Nora Jane Struthers had one speed – fast – at Knuckleheads last night
Nora Jane Struthers and the Party Line
with Smokey and the Mirror and Rebecca Loebe
Thursday, April 2, 2015
Sometimes at roots shows – and with bluegrass in particular – even the most adoring crowds can be more than a little reserved. Realistically, Nora Jane Struthers, an amazing singer and performer who started in traditional bluegrass, probably understands a touch of hand-sitting.
She just doesn’t seem to tolerate it much.
After opening with a pair of new ones, the hardcore honky-tonk “Dreamin’” and (coincidentally) the raucous “I Ain’t Holdin’ Back,” Struthers made it clear she expected, and maybe needed, the audience to cut loose.
“Emote, friends, emote!” she urged at the end of an exhortation to cut loose a “Whooh!” or a moan, or applause, “even right when we’re singing.”
It wasn’t that the crowd had been unenthusiastic. The feeling was more awestruck, respectfully silent, and just a little… still. From that moment on, though, the show was really on.
Struthers, a Brooklyn English teacher before she moved on to music full-time, might have been passing on a lesson recently learned. Her recent album, Wake, is a leap toward big sounds and huge feelings, moving from straight-ahead bluegrass to honky-tonk, electrified rock and roll and blues. Emotions are very much centerstage on Wake, and it makes sense that Struthers would want to keep that in her live show, too.
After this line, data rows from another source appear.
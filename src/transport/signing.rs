//! AWS Signature Version 4.
//!
//! 1. canonical request
//! 2. string to sign
//! 3. signing key derived from the secret, date, region and service
//! 4. `Authorization` header

use super::http::HttpRequest;
use crate::config::Credentials;
use chrono::{DateTime, Utc};
use hmac::{Hmac, Mac};
use percent_encoding::{utf8_percent_encode, AsciiSet, NON_ALPHANUMERIC};
use sha2::{Digest, Sha256};

type HmacSha256 = Hmac<Sha256>;

const ALGORITHM: &str = "AWS4-HMAC-SHA256";

/// Everything except the RFC 3986 unreserved characters.
const UNRESERVED: &AsciiSet = &NON_ALPHANUMERIC
    .remove(b'-')
    .remove(b'_')
    .remove(b'.')
    .remove(b'~');

pub struct SigV4Signer<'a> {
    credentials: &'a Credentials,
    region: &'a str,
    service: &'a str,
}

impl<'a> SigV4Signer<'a> {
    pub fn new(credentials: &'a Credentials, region: &'a str, service: &'a str) -> Self {
        Self {
            credentials,
            region,
            service,
        }
    }

    /// Adds `x-amz-date`, the session token if any, and `authorization` to
    /// the request headers. Header names are expected in lower case.
    pub fn sign(&self, request: &mut HttpRequest, timestamp: DateTime<Utc>) {
        let date_stamp = timestamp.format("%Y%m%d").to_string();
        let amz_date = timestamp.format("%Y%m%dT%H%M%SZ").to_string();

        request.headers.insert("x-amz-date".to_string(), amz_date.clone());
        if let Some(token) = &self.credentials.session_token {
            request
                .headers
                .insert("x-amz-security-token".to_string(), token.clone());
        }

        let canonical_request = self.canonical_request(request);
        let credential_scope = format!(
            "{}/{}/{}/aws4_request",
            date_stamp, self.region, self.service
        );
        let string_to_sign = format!(
            "{}\n{}\n{}\n{}",
            ALGORITHM,
            amz_date,
            credential_scope,
            sha256_hex(canonical_request.as_bytes())
        );

        let signing_key = self.signing_key(&date_stamp);
        let signature = hex::encode(hmac_sha256(&signing_key, string_to_sign.as_bytes()));

        let authorization = format!(
            "{} Credential={}/{}, SignedHeaders={}, Signature={}",
            ALGORITHM,
            self.credentials.access_key_id,
            credential_scope,
            signed_header_names(request),
            signature
        );
        request
            .headers
            .insert("authorization".to_string(), authorization);
    }

    fn canonical_request(&self, request: &HttpRequest) -> String {
        let canonical_headers: String = request
            .headers
            .iter()
            .map(|(name, value)| format!("{}:{}\n", name.to_lowercase(), value.trim()))
            .collect();

        format!(
            "{}\n{}\n{}\n{}\n{}\n{}",
            request.method,
            canonical_uri(request),
            canonical_query(request),
            canonical_headers,
            signed_header_names(request),
            sha256_hex(request.body.as_bytes())
        )
    }

    fn signing_key(&self, date_stamp: &str) -> Vec<u8> {
        let secret = format!("AWS4{}", self.credentials.secret_access_key);
        let k_date = hmac_sha256(secret.as_bytes(), date_stamp.as_bytes());
        let k_region = hmac_sha256(&k_date, self.region.as_bytes());
        let k_service = hmac_sha256(&k_region, self.service.as_bytes());
        hmac_sha256(&k_service, b"aws4_request")
    }
}

/// Percent-encodes everything but unreserved characters.
pub fn uri_encode(input: &str) -> String {
    utf8_percent_encode(input, UNRESERVED).to_string()
}

/// Like [`uri_encode`] but keeps `/` separators.
pub fn uri_encode_path(path: &str) -> String {
    path.split('/').map(uri_encode).collect::<Vec<_>>().join("/")
}

pub fn sha256_hex(data: &[u8]) -> String {
    hex::encode(Sha256::digest(data))
}

fn hmac_sha256(key: &[u8], data: &[u8]) -> Vec<u8> {
    let mut mac = HmacSha256::new_from_slice(key).expect("HMAC can take key of any size");
    mac.update(data);
    mac.finalize().into_bytes().to_vec()
}

fn canonical_uri(request: &HttpRequest) -> String {
    let path = request.url.path();
    if path.is_empty() {
        "/".to_string()
    } else {
        uri_encode_path(path)
    }
}

fn canonical_query(request: &HttpRequest) -> String {
    let mut pairs: Vec<(String, String)> = request
        .url
        .query_pairs()
        .map(|(k, v)| (uri_encode(&k), uri_encode(&v)))
        .collect();
    pairs.sort();
    pairs
        .iter()
        .map(|(k, v)| format!("{}={}", k, v))
        .collect::<Vec<_>>()
        .join("&")
}

fn signed_header_names(request: &HttpRequest) -> String {
    request
        .headers
        .keys()
        .map(|name| name.to_lowercase())
        .collect::<Vec<_>>()
        .join(";")
}
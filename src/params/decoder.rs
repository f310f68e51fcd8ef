//! Dot-notation decoding.
//!
//! Turns flat keys such as `Filter.1.Name` / `Filter.1.Value.2` into a nested
//! [`Document`]. Numeric segments address sequence elements (1-based on the
//! command line), every other segment addresses a mapping entry.

use super::document::Document;
use super::errors::{ParamsError, ParamsResult};
use super::flat::FlatParams;
use tracing::trace;

#[derive(Debug, Clone, Copy, PartialEq, Eq)]
enum Token<'a> {
    Name(&'a str),
    /// Zero-based.
    Index(usize),
}

impl<'a> Token<'a> {
    fn parse(segment: &'a str, key: &str) -> ParamsResult<Self> {
        if segment.is_empty() || !segment.bytes().all(|b| b.is_ascii_digit()) {
            return Ok(Token::Name(segment));
        }

        let position: u64 = segment
            .parse()
            .map_err(|_| ParamsError::malformed(key))?;
        if position == 0 {
            return Err(ParamsError::InvalidListIndex(0));
        }

        usize::try_from(position - 1)
            .map(Token::Index)
            .map_err(|_| ParamsError::malformed(key))
    }
}

/// Decodes flat parameters into a nested document.
///
/// Keys are processed in ascending order of the full key string, so
/// `Param.1` is placed before `Param.2` regardless of how the map was built.
/// The order is lexicographic: `Param.10` sorts before `Param.2` and fails to
/// place because index 10 is not the next free slot.
pub fn decode(flat: &FlatParams) -> ParamsResult<Document> {
    let mut root = Document::empty();

    for (key, value) in flat.iter() {
        trace!(key, "placing parameter");
        let tokens: Vec<&str> = key.split('.').collect();
        place(&mut root, &tokens, value, key)?;
    }

    Ok(root)
}

fn place(node: &mut Document, tokens: &[&str], value: &str, key: &str) -> ParamsResult<()> {
    let Some((head, rest)) = tokens.split_first() else {
        *node = Document::string(value);
        return Ok(());
    };

    let child = match Token::parse(head, key)? {
        Token::Name(name) => match node {
            Document::Mapping(map) => map
                .entry(name.to_string())
                .or_insert_with(Document::empty),
            _ => return Err(ParamsError::malformed(key)),
        },
        Token::Index(index) => {
            if node.is_empty_mapping() {
                *node = Document::Sequence(Vec::new());
            }
            match node {
                Document::Sequence(items) => {
                    if index == items.len() {
                        items.push(Document::empty());
                    } else if index > items.len() {
                        return Err(ParamsError::malformed(key));
                    }
                    &mut items[index]
                }
                _ => return Err(ParamsError::malformed(key)),
            }
        }
    };

    place(child, rest, value, key)
}
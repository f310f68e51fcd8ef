use std::path::PathBuf;
use thiserror::Error;

#[derive(Error, Debug)]
pub enum ModelError {
    #[error("Not found method by name: {0}.")]
    UnknownOperation(String),

    #[error("Service model for '{api}' not found in {dir}")]
    NotFound { api: String, dir: PathBuf },

    #[error("Failed to read service model {path}: {source}")]
    Io {
        path: PathBuf,
        #[source]
        source: std::io::Error,
    },

    #[error("Invalid service model: {0}")]
    Parse(#[from] serde_json::Error),

    #[error("Operation '{operation}' refers to unknown shape '{shape}'")]
    MissingShape { operation: String, shape: String },
}

impl ModelError {
    pub fn unknown_operation(name: impl Into<String>) -> Self {
        ModelError::UnknownOperation(name.into())
    }
}

pub type ModelResult<T> = Result<T, ModelError>;
pub mod errors;
pub mod http;
pub mod protocol;
pub mod response;
pub mod signing;
pub mod timestamp;

pub use errors::{TransportError, TransportResult};
pub use http::{ApiTransport, HttpRequest, HttpResponse, ReqwestTransport};
pub use protocol::{build_flat_request, build_request, Wire};
pub use signing::SigV4Signer;
use anyhow::{Context, Result};
use clap::Parser;
use colored::*;
use std::fs::File;
use std::io::{self, BufReader, BufWriter};
use std::path::PathBuf;
use std::process;

#[derive(Parser, Debug)]
#[command(name = "c2rc-convert")]
#[command(about = "Convert a c2rc.sh credentials file to c2rc.bat", long_about = None, version = env!("C2_BUILD_VERSION"))]
struct Args {
    /// Path to c2rc.sh file
    infile: PathBuf,

    /// Path to c2rc.bat file. Prints to screen if not set
    outfile: Option<PathBuf>,
}

fn run(args: Args) -> Result<()> {
    let input = File::open(&args.infile)
        .with_context(|| format!("Failed to open {}", args.infile.display()))?;
    let input = BufReader::new(input);

    match &args.outfile {
        Some(path) => {
            let output = File::create(path)
                .with_context(|| format!("Failed to create {}", path.display()))?;
            c2client::c2rc::convert(input, &mut BufWriter::new(output))
                .with_context(|| format!("Failed to write {}", path.display()))
        }
        None => c2client::c2rc::convert(input, &mut io::stdout().lock())
            .context("Failed to write to stdout"),
    }
}

fn main() {
    if let Err(e) = run(Args::parse()) {
        eprintln!("{}: {:#}", "Error".red().bold(), e);
        process::exit(1);
    }
}
use c2client::services::ServiceId;

#[tokio::main(flavor = "current_thread")]
async fn main() {
    c2client::cli::execute(ServiceId::CloudWatch).await
}
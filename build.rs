use std::env;
use std::process::Command;

fn main() {
    // Git lookups only happen for release builds or when C2_VERSION_WITH_HASH is set.
    let profile = env::var("PROFILE").unwrap_or_default();
    let force_hash = env::var("C2_VERSION_WITH_HASH").is_ok();

    let mut version_string = env::var("CARGO_PKG_VERSION").unwrap_or_default();

    if profile == "release" || force_hash {
        match Command::new("git")
            .args(["rev-parse", "--short", "HEAD"])
            .output()
        {
            Ok(output) if output.status.success() => {
                let hash = String::from_utf8_lossy(&output.stdout).trim().to_string();
                if !hash.is_empty() {
                    version_string = format!("{} ({})", version_string, hash);
                }
            }
            Ok(output) => {
                eprintln!(
                    "cargo:warning=Failed to get git hash: {}",
                    String::from_utf8_lossy(&output.stderr)
                );
            }
            Err(_) => {
                eprintln!("cargo:warning=Failed to execute git command. Is git installed and in PATH?");
            }
        }
    } else {
        version_string = format!("{} (dev)", version_string);
    }

    // Picked up by the clap `version` attribute of every c2-* binary
    println!("cargo:rustc-env=C2_BUILD_VERSION={}", version_string);

    println!("cargo:rerun-if-changed=.git/HEAD");
    println!("cargo:rerun-if-changed=.git/packed-refs");
    println!("cargo:rerun-if-changed=Cargo.toml");
    println!("cargo:rerun-if-env-changed=C2_VERSION_WITH_HASH");
}
//! Runtime settings resolved from the environment.
//!
//! Every lookup goes through a `Fn(&str) -> Option<String>` so tests can
//! supply a fixed environment instead of mutating the process one.

use crate::services::{CredentialKind, ServiceConfig};
use std::env;
use std::path::PathBuf;
use thiserror::Error;
use tracing::debug;
use url::Url;

pub const ACCESS_KEY_VAR: &str = "AWS_ACCESS_KEY_ID";
pub const BASE_ACCESS_KEY_VAR: &str = "BASE_AWS_ACCESS_KEY_ID";
pub const SECRET_KEY_VAR: &str = "AWS_SECRET_ACCESS_KEY";
pub const SESSION_TOKEN_VAR: &str = "AWS_SESSION_TOKEN";
pub const MODELS_DIR_VAR: &str = "C2_MODELS_DIR";
pub const REGION_VAR: &str = "C2_REGION";
pub const DEBUG_VAR: &str = "DEBUG";

const DEFAULT_REGION: &str = "croc";

#[derive(Error, Debug, Clone, PartialEq)]
pub enum ConfigError {
    #[error("Environment variable '{0}' not found.")]
    EnvironmentVariableMissing(String),

    #[error("Invalid endpoint URL in {var}: {details}")]
    InvalidEndpoint { var: String, details: String },

    #[error("Cannot determine a directory for service models; set {0}")]
    NoModelsDir(&'static str),
}

pub type ConfigResult<T> = Result<T, ConfigError>;

/// Reads the process environment.
pub fn process_env(name: &str) -> Option<String> {
    env::var(name).ok()
}

/// Returns the variable's value or a missing-variable error naming it.
pub fn get_env_var<F>(lookup: &F, name: &str) -> ConfigResult<String>
where
    F: Fn(&str) -> Option<String>,
{
    lookup(name).ok_or_else(|| ConfigError::EnvironmentVariableMissing(name.to_uppercase()))
}

/// Whether the `DEBUG` toggle is set to anything non-empty.
pub fn debug_enabled<F>(lookup: &F) -> bool
where
    F: Fn(&str) -> Option<String>,
{
    lookup(DEBUG_VAR).is_some_and(|value| !value.is_empty())
}

#[derive(Clone, PartialEq, Eq)]
pub struct Credentials {
    pub access_key_id: String,
    pub secret_access_key: String,
    pub session_token: Option<String>,
}

impl std::fmt::Debug for Credentials {
    fn fmt(&self, f: &mut std::fmt::Formatter<'_>) -> std::fmt::Result {
        f.debug_struct("Credentials")
            .field("access_key_id", &self.access_key_id)
            .field("secret_access_key", &"***")
            .field("session_token", &self.session_token.as_ref().map(|_| "***"))
            .finish()
    }
}

impl Credentials {
    pub fn resolve<F>(kind: CredentialKind, lookup: &F) -> ConfigResult<Self>
    where
        F: Fn(&str) -> Option<String>,
    {
        let access_key_var = match kind {
            CredentialKind::Default => ACCESS_KEY_VAR,
            CredentialKind::Base => BASE_ACCESS_KEY_VAR,
        };

        Ok(Credentials {
            access_key_id: get_env_var(lookup, access_key_var)?,
            secret_access_key: get_env_var(lookup, SECRET_KEY_VAR)?,
            session_token: lookup(SESSION_TOKEN_VAR).filter(|token| !token.is_empty()),
        })
    }
}

/// Everything one invocation needs besides its parameters.
#[derive(Debug, Clone)]
pub struct Settings {
    pub endpoint: Url,
    pub credentials: Credentials,
    pub region: String,
    pub models_dir: PathBuf,
    pub verify_ssl: bool,
}

impl Settings {
    pub fn from_env(service: &ServiceConfig, verify_ssl: bool) -> ConfigResult<Self> {
        Self::resolve(service, verify_ssl, &process_env)
    }

    pub fn resolve<F>(service: &ServiceConfig, verify_ssl: bool, lookup: &F) -> ConfigResult<Self>
    where
        F: Fn(&str) -> Option<String>,
    {
        let raw_endpoint = get_env_var(lookup, service.endpoint_var)?;
        let endpoint = parse_endpoint(service.endpoint_var, &raw_endpoint)?;
        let credentials = Credentials::resolve(service.credentials, lookup)?;

        let region = lookup(REGION_VAR)
            .filter(|region| !region.is_empty())
            .unwrap_or_else(|| DEFAULT_REGION.to_string());

        let models_dir = match lookup(MODELS_DIR_VAR).filter(|dir| !dir.is_empty()) {
            Some(dir) => PathBuf::from(dir),
            None => default_models_dir().ok_or(ConfigError::NoModelsDir(MODELS_DIR_VAR))?,
        };

        debug!(
            endpoint = %endpoint,
            region = %region,
            models_dir = %models_dir.display(),
            verify_ssl,
            "resolved settings"
        );

        Ok(Settings {
            endpoint,
            credentials,
            region,
            models_dir,
            verify_ssl,
        })
    }
}

fn parse_endpoint(var: &str, raw: &str) -> ConfigResult<Url> {
    let url = Url::parse(raw).map_err(|e| ConfigError::InvalidEndpoint {
        var: var.to_string(),
        details: format!("'{}': {}", raw, e),
    })?;

    if url.host_str().is_none() {
        return Err(ConfigError::InvalidEndpoint {
            var: var.to_string(),
            details: format!("'{}' has no host", raw),
        });
    }

    Ok(url)
}

fn default_models_dir() -> Option<PathBuf> {
    dirs::data_dir().map(|dir| dir.join("c2client").join("models"))
}

#[cfg(test)]
mod tests {
    use super::*;
    use crate::services::{ServiceConfig, ServiceId};
    use std::collections::HashMap;

    fn env_of(pairs: &[(&str, &str)]) -> impl Fn(&str) -> Option<String> {
        let vars: HashMap<String, String> = pairs
            .iter()
            .map(|(k, v)| (k.to_string(), v.to_string()))
            .collect();
        move |name: &str| vars.get(name).cloned()
    }

    #[test]
    fn test_missing_variable_is_named() {
        let lookup = env_of(&[]);
        let err = get_env_var(&lookup, "ec2_url").unwrap_err();
        assert_eq!(err.to_string(), "Environment variable 'EC2_URL' not found.");
    }

    #[test]
    fn test_resolve_settings() {
        let lookup = env_of(&[
            ("EC2_URL", "https://api.cloud.example:8443/"),
            ("AWS_ACCESS_KEY_ID", "project:user@example"),
            ("AWS_SECRET_ACCESS_KEY", "secret"),
            ("C2_MODELS_DIR", "/opt/models"),
        ]);
        let settings =
            Settings::resolve(ServiceConfig::get(ServiceId::Ec2), false, &lookup).unwrap();

        assert_eq!(settings.endpoint.host_str(), Some("api.cloud.example"));
        assert_eq!(settings.endpoint.port(), Some(8443));
        assert_eq!(settings.credentials.access_key_id, "project:user@example");
        assert!(settings.credentials.session_token.is_none());
        assert_eq!(settings.region, "croc");
        assert_eq!(settings.models_dir, PathBuf::from("/opt/models"));
        assert!(!settings.verify_ssl);
    }

    #[test]
    fn test_missing_endpoint() {
        let lookup = env_of(&[("AWS_ACCESS_KEY_ID", "a"), ("AWS_SECRET_ACCESS_KEY", "b")]);
        let err = Settings::resolve(ServiceConfig::get(ServiceId::Eks), true, &lookup).unwrap_err();
        assert_eq!(err, ConfigError::EnvironmentVariableMissing("EKS_URL".to_string()));
    }

    #[test]
    fn test_invalid_endpoint() {
        let lookup = env_of(&[
            ("EKS_URL", "not a url"),
            ("AWS_ACCESS_KEY_ID", "a"),
            ("AWS_SECRET_ACCESS_KEY", "b"),
        ]);
        let err = Settings::resolve(ServiceConfig::get(ServiceId::Eks), true, &lookup).unwrap_err();
        assert!(matches!(err, ConfigError::InvalidEndpoint { .. }));
    }

    #[test]
    fn test_base_credentials() {
        let lookup = env_of(&[
            ("AWS_ACCESS_KEY_ID", "user-key"),
            ("BASE_AWS_ACCESS_KEY_ID", "base-key"),
            ("AWS_SECRET_ACCESS_KEY", "secret"),
            ("AWS_SESSION_TOKEN", "token"),
        ]);

        let base = Credentials::resolve(CredentialKind::Base, &lookup).unwrap();
        assert_eq!(base.access_key_id, "base-key");
        assert_eq!(base.session_token.as_deref(), Some("token"));

        let default = Credentials::resolve(CredentialKind::Default, &lookup).unwrap();
        assert_eq!(default.access_key_id, "user-key");
    }

    #[test]
    fn test_base_credentials_required_for_iam() {
        let lookup = env_of(&[
            ("IAM_URL", "https://iam.example/"),
            ("AWS_ACCESS_KEY_ID", "user-key"),
            ("AWS_SECRET_ACCESS_KEY", "secret"),
            ("C2_MODELS_DIR", "/tmp"),
        ]);
        let err = Settings::resolve(ServiceConfig::get(ServiceId::Iam), true, &lookup).unwrap_err();
        assert_eq!(
            err,
            ConfigError::EnvironmentVariableMissing("BASE_AWS_ACCESS_KEY_ID".to_string())
        );
    }

    #[test]
    fn test_debug_toggle() {
        assert!(debug_enabled(&env_of(&[("DEBUG", "1")])));
        assert!(!debug_enabled(&env_of(&[("DEBUG", "")])));
        assert!(!debug_enabled(&env_of(&[])));
    }

    #[test]
    fn test_credentials_debug_hides_secret() {
        let credentials = Credentials {
            access_key_id: "id".to_string(),
            secret_access_key: "hunter2".to_string(),
            session_token: None,
        };
        assert!(!format!("{:?}", credentials).contains("hunter2"));
    }
}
With the next song, the anthemic “Mistake,” multi-instrumentalist Joe Overton’s quiet, yearning banjo lines gave the crowd their first chance to let out some genuine yowls. In this one, Overton’s banjo snuck in like a memory of regrets, and even his quietest banjo whispers got the crowd going. Struthers pointed out Overton was playing “open-backed banjo, resonated banjo, pedal steel, and harmony vocals” (as well as a bit of fiddle at the end), and everything he touched sounded wonderful.
Even as Struthers returned to her bluegrass roots, the whip-tight Party Line made the tunes just plain bigger. It would be fine if the mandolin lines were simply replaced by a few electric guitar licks, but Josh Vanna’s slide guitar, slippery solos and aching chords made a song like “The Baker’s Boy,” a mother’s advice about who, exactly, is marriage material, keep echoing. By the time Struthers kicked into “Bike Ride,” a simple song about escaping regular life for the joys of two wheels, she had no problem getting the crowd to sing along. The song gradually became a hymn.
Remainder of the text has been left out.